Khoton lake is fed by more than 10 rivers and streams which fed by snow and ice water such as Black Khovd, White Khovd, Chuluut (Rocky) and Zagastai (Fishy) drain the 2670 square km area of Altai Tavan Bogd and Rashaan mountain range. The lake is home to many species of fish. The Khoton and Khurgan lakes are second largest and clearest of all lakes in Mongolia. The average depth is 26 m, the maximum depth is approximately 58 metres. The landscape around the lakes is stunning with forests and the snow-capped Altai Mountains. Khoton lake has one Iceland which is covered by woods.
Western Mongolia is Mongolia’s most heterogeneous area with a Khalkh majority and minorities of Kazakh, Bayad, Durvud, Uriankhai, Zakhchin, Myangad, Oold, Torguud, Khoton, Tuvan ethnic groups.
Kazakh “Eagle Hunters”
About 90% of Bayan-Ulgii Province population is Kazakh and almost all of them are Muslim. They speak both Kazakh and Mongolian languages. The Kazakh is a minority that has a different culture from the Mongols, herding livestock and hunting with trained eagles. Kazakh people hunt with specially trained eagles, the real pride of the Kazakhs. In Bayan-Ulgii you may visit Kazakh eagle hunter’s family and learn about the Kazakh people’s unique lifestyle, traditions and how they train the eagles for hunting.
Gurvan Tsenkher Cave
This cave is 25 km west of the center of Mankhan Sum in Khovd Province. The cave is about 220 meters long and 20 meters high. Inside are ancient rock paintings drawn 40,000 – 12,000 years ago in the Paleolithic Era. The paint pigment is composed of red and brown earths. Soot from smoke also covers the walls and roof of the cave. Among the paintings are mountain goats, buffalo and birds that appear to be ostriches and elephant, both long extinct in Mongolia. The cave became a UNESCO World Heritage Site in 1996.

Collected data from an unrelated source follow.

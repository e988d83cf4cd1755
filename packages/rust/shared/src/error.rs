//! Error types for Quickstart.
//!
//! Library crates use [`QuickstartError`] via `thiserror`.
//! The CLI wraps this with `color-eyre` for rich diagnostics.
//!
//! Every pipeline failure is converted at the orchestrator boundary into a
//! user-facing message ([`QuickstartError::user_message`]) and a step-trace
//! entry ([`QuickstartError::trace_entry`]). There is exactly one conversion
//! rule per kind.

use std::path::PathBuf;

use serde::{Deserialize, Serialize};

/// Top-level error type for all Quickstart operations.
#[derive(Debug, thiserror::Error)]
pub enum QuickstartError {
    /// The submitted string is not an absolute http/https URL.
    #[error("invalid URL format: {raw}: {reason}")]
    InvalidUrlFormat { raw: String, reason: String },

    /// The page fetch exceeded its time bound.
    #[error("request to {url} timed out")]
    FetchTimeout { url: String },

    /// DNS, connection, TLS, or body-read failure.
    #[error("{cause}")]
    FetchTransport { url: String, cause: String },

    /// The server answered with a non-2xx status.
    #[error("HTTP {status} for url: {url}")]
    HttpStatus { url: String, status: u16 },

    /// The extraction backend failed (unavailable, malformed response, quota...).
    #[error("extraction error: {message}")]
    Extraction { message: String },

    /// Anything not otherwise classified.
    #[error("unexpected error: {0}")]
    Unexpected(String),

    /// Configuration loading or validation error.
    #[error("config error: {message}")]
    Config { message: String },

    /// Filesystem I/O error.
    #[error("I/O error at {path:?}: {source}")]
    Io {
        path: PathBuf,
        source: std::io::Error,
    },

    /// No launchable component with this name.
    #[error("no component {name}")]
    ComponentNotFound { name: String },

    /// A component's start script could not be run or exited unsuccessfully.
    #[error("error starting component {name}: {message}")]
    Launch { name: String, message: String },
}

/// Convenience alias used throughout the codebase.
pub type Result<T> = std::result::Result<T, QuickstartError>;

/// Serializable discriminant of [`QuickstartError`], carried in pipeline results.
#[derive(Debug, Clone, Copy, PartialEq, Eq, Hash, Serialize, Deserialize)]
#[serde(rename_all = "snake_case")]
pub enum ErrorKind {
    InvalidUrlFormat,
    FetchTimeout,
    FetchTransport,
    HttpStatus,
    Extraction,
    Unexpected,
    Config,
    Io,
    ComponentNotFound,
    Launch,
}

impl QuickstartError {
    /// Create a config error from any displayable message.
    pub fn config(msg: impl Into<String>) -> Self {
        Self::Config {
            message: msg.into(),
        }
    }

    /// Create an extraction error from any displayable message.
    pub fn extraction(msg: impl Into<String>) -> Self {
        Self::Extraction {
            message: msg.into(),
        }
    }

    /// Create an invalid-URL error, keeping the offending raw input.
    pub fn invalid_url(raw: impl Into<String>, reason: impl Into<String>) -> Self {
        Self::InvalidUrlFormat {
            raw: raw.into(),
            reason: reason.into(),
        }
    }

    /// Wrap a `std::io::Error` with a path for context.
    pub fn io(path: impl Into<PathBuf>, source: std::io::Error) -> Self {
        Self::Io {
            path: path.into(),
            source,
        }
    }

    /// Point a fetch failure at the URL exactly as it was submitted.
    ///
    /// Other kinds are returned unchanged.
    pub fn with_submitted_url(self, submitted: &str) -> Self {
        let url = submitted.to_string();
        match self {
            Self::FetchTimeout { .. } => Self::FetchTimeout { url },
            Self::FetchTransport { cause, .. } => Self::FetchTransport { url, cause },
            Self::HttpStatus { status, .. } => Self::HttpStatus { url, status },
            other => other,
        }
    }

    /// The kind of this error.
    pub fn kind(&self) -> ErrorKind {
        match self {
            Self::InvalidUrlFormat { .. } => ErrorKind::InvalidUrlFormat,
            Self::FetchTimeout { .. } => ErrorKind::FetchTimeout,
            Self::FetchTransport { .. } => ErrorKind::FetchTransport,
            Self::HttpStatus { .. } => ErrorKind::HttpStatus,
            Self::Extraction { .. } => ErrorKind::Extraction,
            Self::Unexpected(_) => ErrorKind::Unexpected,
            Self::Config { .. } => ErrorKind::Config,
            Self::Io { .. } => ErrorKind::Io,
            Self::ComponentNotFound { .. } => ErrorKind::ComponentNotFound,
            Self::Launch { .. } => ErrorKind::Launch,
        }
    }

    /// Underlying cause text, without the variant prefix added by `Display`.
    fn cause(&self) -> String {
        match self {
            Self::Extraction { message } => message.clone(),
            Self::Unexpected(message) => message.clone(),
            other => other.to_string(),
        }
    }

    /// Message shown to the user in the pipeline result's `error` field.
    pub fn user_message(&self) -> String {
        match self {
            Self::InvalidUrlFormat { raw, .. } => format!(
                "Invalid URL format: {raw}. Please enter a valid URL (e.g., http://example.com)."
            ),
            Self::FetchTimeout { .. } => {
                "The request timed out. The server might be slow or the URL incorrect.".to_string()
            }
            Self::FetchTransport { .. } | Self::HttpStatus { .. } => {
                format!("Could not fetch content from URL: {self}")
            }
            other => format!("An unexpected error occurred: {}", other.cause()),
        }
    }

    /// Step-trace line describing this failure.
    pub fn trace_entry(&self) -> String {
        match self {
            Self::InvalidUrlFormat { raw, reason } => {
                format!("Error: Invalid URL format - {raw}. Details: {reason}")
            }
            Self::FetchTimeout { url } => format!("Error: Timeout fetching URL {url}."),
            Self::FetchTransport { url, .. } | Self::HttpStatus { url, .. } => {
                format!("Error: Could not fetch content from URL {url}. Details: {self}")
            }
            other => format!("Error: An unexpected error occurred: {}", other.cause()),
        }
    }
}
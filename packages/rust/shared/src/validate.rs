//! URL validation.
//!
//! A [`ValidatedUrl`] can only be obtained through [`validate_url`], so any
//! function taking one may assume an absolute `http`/`https` URL with a host.

use std::fmt;

use serde::Serialize;
use url::Url;

use crate::error::{QuickstartError, Result};

/// Longest URL accepted, matching the common browser limit.
pub const MAX_URL_LENGTH: usize = 2083;

/// An absolute URL known to use an HTTP or HTTPS scheme and to have a host.
#[derive(Debug, Clone, PartialEq, Eq, Hash, Serialize)]
#[serde(transparent)]
pub struct ValidatedUrl(Url);

impl ValidatedUrl {
    /// Borrow the underlying [`Url`].
    pub fn as_url(&self) -> &Url {
        &self.0
    }

    /// The URL as a string slice.
    pub fn as_str(&self) -> &str {
        self.0.as_str()
    }

    /// Host component (always present).
    pub fn host(&self) -> &str {
        self.0.host_str().unwrap_or_default()
    }
}

impl fmt::Display for ValidatedUrl {
    fn fmt(&self, f: &mut fmt::Formatter<'_>) -> fmt::Result {
        write!(f, "{}", self.0)
    }
}

/// Validate a raw, user-supplied URL string.
///
/// Surrounding whitespace is ignored. Fails with
/// [`QuickstartError::InvalidUrlFormat`] (carrying the untrimmed `raw` input) when the
/// input is not an absolute `http`/`https` URL with a non-empty host.
pub fn validate_url(raw: &str) -> Result<ValidatedUrl> {
    let candidate = raw.trim();

    if candidate.is_empty() {
        return Err(QuickstartError::invalid_url(raw, "URL is empty"));
    }

    if candidate.chars().count() > MAX_URL_LENGTH {
        return Err(QuickstartError::invalid_url(
            raw,
            format!("URL is longer than {MAX_URL_LENGTH} characters"),
        ));
    }

    let url = Url::parse(candidate).map_err(|e| QuickstartError::invalid_url(raw, e.to_string()))?;

    match url.scheme() {
        "http" | "https" => {}
        other => {
            return Err(QuickstartError::invalid_url(
                raw,
                format!("URL scheme should be 'http' or 'https', got '{other}'"),
            ));
        }
    }

    match url.host_str() {
        Some(host) if !host.is_empty() => Ok(ValidatedUrl(url)),
        _ => Err(QuickstartError::invalid_url(raw, "URL has no host")),
    }
}

#[cfg(test)]
mod tests {
    use super::*;
    use crate::error::ErrorKind;

    fn rejects(raw: &str) {
        let err = validate_url(raw).expect_err(raw);
        assert_eq!(err.kind(), ErrorKind::InvalidUrlFormat, "{raw}");
        match err {
            QuickstartError::InvalidUrlFormat { raw: carried, .. } => assert_eq!(carried, raw),
            other => panic!("unexpected error {other:?}"),
        }
    }

    #[test]
    fn accepts_path_query_and_fragment() {
        let url = validate_url("https://hub.docker.com/_/redis?tab=description#how-to-use")
            .expect("valid url");
        assert_eq!(url.host(), "hub.docker.com");
        assert_eq!(url.as_url().query(), Some("tab=description"));
        assert_eq!(url.as_url().fragment(), Some("how-to-use"));
    }

    #[test]
    fn accepts_http_with_port() {
        let url = validate_url("http://localhost:8080/docs").expect("valid url");
        assert_eq!(url.as_url().port(), Some(8080));
    }

    #[test]
    fn trims_surrounding_whitespace() {
        let url = validate_url("  https://example.com/  ").expect("valid url");
        assert_eq!(url.as_str(), "https://example.com/");
    }

    #[test]
    fn rejects_missing_scheme() {
        rejects("not a url");
        rejects("example.com/path");
        rejects("//example.com/path");
    }

    #[test]
    fn rejects_missing_host() {
        rejects("http://");
        rejects("http://:8080/");
    }

    #[test]
    fn rejects_non_http_schemes() {
        rejects("ftp://example.com/file");
        rejects("mailto:someone@example.com");
        rejects("file:///etc/passwd");
    }

    #[test]
    fn rejects_empty_and_oversized() {
        rejects("");
        rejects("   ");
        let long = format!("https://example.com/{}", "a".repeat(MAX_URL_LENGTH));
        rejects(&long);
    }

    #[test]
    fn length_limit_counts_characters() {
        let prefix = "https://example.com/";
        let fits = format!("{prefix}{}", "é".repeat(MAX_URL_LENGTH - prefix.len()));
        assert_eq!(fits.chars().count(), MAX_URL_LENGTH);
        assert!(fits.len() > MAX_URL_LENGTH);
        validate_url(&fits).expect("multibyte URL at the limit");

        let over = format!("{fits}é");
        rejects(&over);
    }
}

Kharkhiraa & Turgen Mountain Range
The mountains of Kharkhiraa Uul and Turgen Uul are perpetually snowcapped. Kharkhiraa Mountain reaches 4038 meters above sea level and Turgen Mountain reaches 3965 meters. There are many kinds of rare plants and animals such as snow leopard and wild Argali sheep. The mountain range is a great place for hiking.
Uvs Lake Basin Strictly Protected Area
This strictly protected area consists of Uvs Lake, Turgen Mountain, Torkhlog River, Tes River, Tsagaan Shuvuut Mountain and the Golden Sand Dunes that covers an area of 7125 square km. The protected area contains everything from desert sand dunes to snowfields and marsh to mountain forest. This area has enjoyed state protection since 1993 and was designated as a UNESCO World Biosphere Site in 1997.
Uvs Nuur is the largest lake in Mongolia. The lake surface covers 3351 square km and is 80 km wide and 80 km long. The surrounding area of the lake becomes the coldest part of Mongolia in winter time. Ornithologists have documented over 220 species of birds around Uvs Lake including osprey, white-tailed eagle, black stork, swan goose, bar-headed goose, Eurasian spoonbill, great white heron, whopper swan, great black-headed gull, white-headed gull and cranes.
Khyargas Nuur National Park
Khyargas Nuur is one of the Mongolia’s largest lakes, covering 1406 square kilometres. It is 75 km long, 31 km wide and 80 m deep. The lake surface is at 1028 m above sea level.
Khyargas Nuur, a salt lake amid desert and scrub grass, provides an attractive summer home for birds. The Zavkhan river feeds lake Airag Nuur, which is connected to Khyargas Nuur by a channel. The water is brackish and has rare fish such as Mongolian Grayling.The lake is one of the essential fantastic part. There you will feel a kind of relaxing paradise.
Khar Lake or Khar Nuur was not a common destination in Mongolian tourism until last few years because of its hidden remote location. But it is now a truly worthy natural attraction for Western Mongolian travelers. The lake is surrounded by massive extensive sand dunes and among sand dunes the looks like an Azure Lopez. Visiting the joint part of sand dunes and lake is an unforgettably wonderful experience.